Researchers think it is the caffeine in coffee which kick-starts brown fat reserves and triggers the body’s fat and sugar burning processes, potentially leading to weight loss (stock image)

Researchers from the University of Nottingham tested their theory on nine healthy volunteers after finding it had worked in a lab.

The people were aged 27, on average, and had to refrain from exercising, drinking caffeine or taking drugs or alcohol for nine hours before the tests.

They were then given a cup of Nescafé instant coffee, or water in an experiment for comparison, and their body scanned while the caffeine effects set in.

‘From our previous work, we knew that brown fat is mainly located in the neck region,’ said Professor Michael Symonds.
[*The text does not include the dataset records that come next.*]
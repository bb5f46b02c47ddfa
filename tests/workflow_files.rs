//! Workflow File Tests
//!
//! Loading project workflow files and running the result.

use assert_fs::prelude::*;
use assert_fs::TempDir;
use serde_json::json;
use titan::core::{SecretStore, Settings};
use titan::engine::WorkflowContextBuilder;
use titan::plugins::PluginRegistry;
use titan::workflows::{WorkflowCatalog, WorkflowSource};

fn project() -> TempDir {
    TempDir::new().unwrap()
}

// ============================================================================
// Discovery
// ============================================================================

#[test]
fn test_project_file_is_listed() {
    let dir = project();
    dir.child(".titan/workflows/hello.yaml")
        .write_str("name: hello\ndescription: Say hi\nsteps:\n  - command: echo hi\n")
        .unwrap();

    let catalog = WorkflowCatalog::load(&Settings::default(), dir.path());
    let entry = catalog.get("hello").unwrap();

    assert_eq!(entry.definition.description.as_deref(), Some("Say hi"));
    assert!(matches!(entry.source, WorkflowSource::File(_)));
    assert!(catalog.get("commit").is_ok());
    assert!(catalog.problems().is_empty());
}

#[test]
fn test_project_file_overrides_builtin() {
    let dir = project();
    dir.child(".titan/workflows/commit.yml")
        .write_str("name: commit\nsteps:\n  - plugin: git\n    step: status\n")
        .unwrap();

    let catalog = WorkflowCatalog::load(&Settings::default(), dir.path());
    let entry = catalog.get("commit").unwrap();

    assert_eq!(entry.definition.steps.len(), 1);
    assert!(matches!(entry.source, WorkflowSource::File(_)));
}

#[test]
fn test_broken_file_is_reported_not_fatal() {
    let dir = project();
    let workflows = dir.child(".titan/workflows");
    workflows.child("broken.yaml").write_str("name: [unclosed\n").unwrap();
    workflows.child("empty.yaml").write_str("name: empty\nsteps: []\n").unwrap();
    workflows.child("notes.txt").write_str("not a workflow").unwrap();
    workflows.child("ok.yaml").write_str("name: ok\nsteps:\n  - command: 'true'\n").unwrap();

    let catalog = WorkflowCatalog::load(&Settings::default(), dir.path());

    assert!(catalog.get("ok").is_ok());
    assert!(catalog.get("empty").is_err());
    assert_eq!(catalog.problems().len(), 2);
    assert!(catalog.problems().iter().any(|p| p.contains("broken.yaml")));
}

#[test]
fn test_extra_directory_from_settings() {
    let dir = project();
    dir.child("ops/flows/deploy.yaml")
        .write_str("name: deploy\nsteps:\n  - command: echo deploying\n")
        .unwrap();

    let settings: Settings = toml::from_str("[workflows]\ndir = \"ops/flows\"\n").unwrap();
    let catalog = WorkflowCatalog::load(&settings, dir.path());

    assert!(catalog.get("deploy").is_ok());
}

// ============================================================================
// Running
// ============================================================================

#[test]
fn test_command_workflow_with_params() {
    let dir = project();
    dir.child(".titan/workflows/greet.yaml")
        .write_str(
            r"
name: greet
params:
  greeting: hello
steps:
  - id: say
    command: echo ${greeting} ${who}
    params:
      who: world
",
        )
        .unwrap();

    let catalog = WorkflowCatalog::load(&Settings::default(), dir.path());
    let entry = catalog.get("greet").unwrap();
    let workflow = catalog.resolve(&entry.definition, &PluginRegistry::builtin()).unwrap();
    assert_eq!(workflow.step_names(), vec!["say"]);

    let mut ctx = WorkflowContextBuilder::new(Settings::default(), SecretStore::isolated())
        .with_data("cwd", dir.path().display().to_string())
        .build();
    entry.definition.seed_params(&mut ctx);

    let result = workflow.run(&mut ctx);
    assert!(result.is_success(), "{}", result.message());
    assert_eq!(ctx.get_str("who"), Some("world"));
    assert_eq!(ctx.get_str("command_output").map(str::trim), Some("hello world"));
}

#[test]
fn test_failing_command_halts() {
    let dir = project();
    dir.child(".titan/workflows/fail.yaml")
        .write_str(
            r"
name: fail
steps:
  - id: broken
    command: exit 3
  - id: never
    command: echo never
",
        )
        .unwrap();

    let catalog = WorkflowCatalog::load(&Settings::default(), dir.path());
    let entry = catalog.get("fail").unwrap();
    let workflow = catalog.resolve(&entry.definition, &PluginRegistry::builtin()).unwrap();

    let mut ctx =
        WorkflowContextBuilder::new(Settings::default(), SecretStore::isolated()).build();
    let report = workflow.run_with_report(&mut ctx);

    assert!(!report.succeeded());
    assert_eq!(report.executed_steps(), vec!["broken"]);
    assert!(report.final_result.message().contains("exit code 3"));
}

#[test]
fn test_optional_failure_continues() {
    let dir = project();
    dir.child(".titan/workflows/lenient.yaml")
        .write_str(
            r"
name: lenient
steps:
  - id: flaky
    command: exit 1
    optional: true
  - id: after
    command: echo after
",
        )
        .unwrap();

    let catalog = WorkflowCatalog::load(&Settings::default(), dir.path());
    let entry = catalog.get("lenient").unwrap();
    let workflow = catalog.resolve(&entry.definition, &PluginRegistry::builtin()).unwrap();

    let mut ctx =
        WorkflowContextBuilder::new(Settings::default(), SecretStore::isolated()).build();
    let report = workflow.run_with_report(&mut ctx);

    assert!(report.succeeded());
    assert!(report.steps[0].result.is_skip());
    assert_eq!(ctx.get("command_output"), Some(&json!("after\n")));
}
‘So we were able to image someone straight after they had a drink to see if the brown fat got hotter.

‘The results were positive and we now need to ascertain that caffeine as one of the ingredients in the coffee is acting as the stimulus or if there’s another component helping with the activation of brown fat.’

The thermal scans showed the people’s brown fat in their neck got hotter when they drank the coffee, showing it was working to burn calories.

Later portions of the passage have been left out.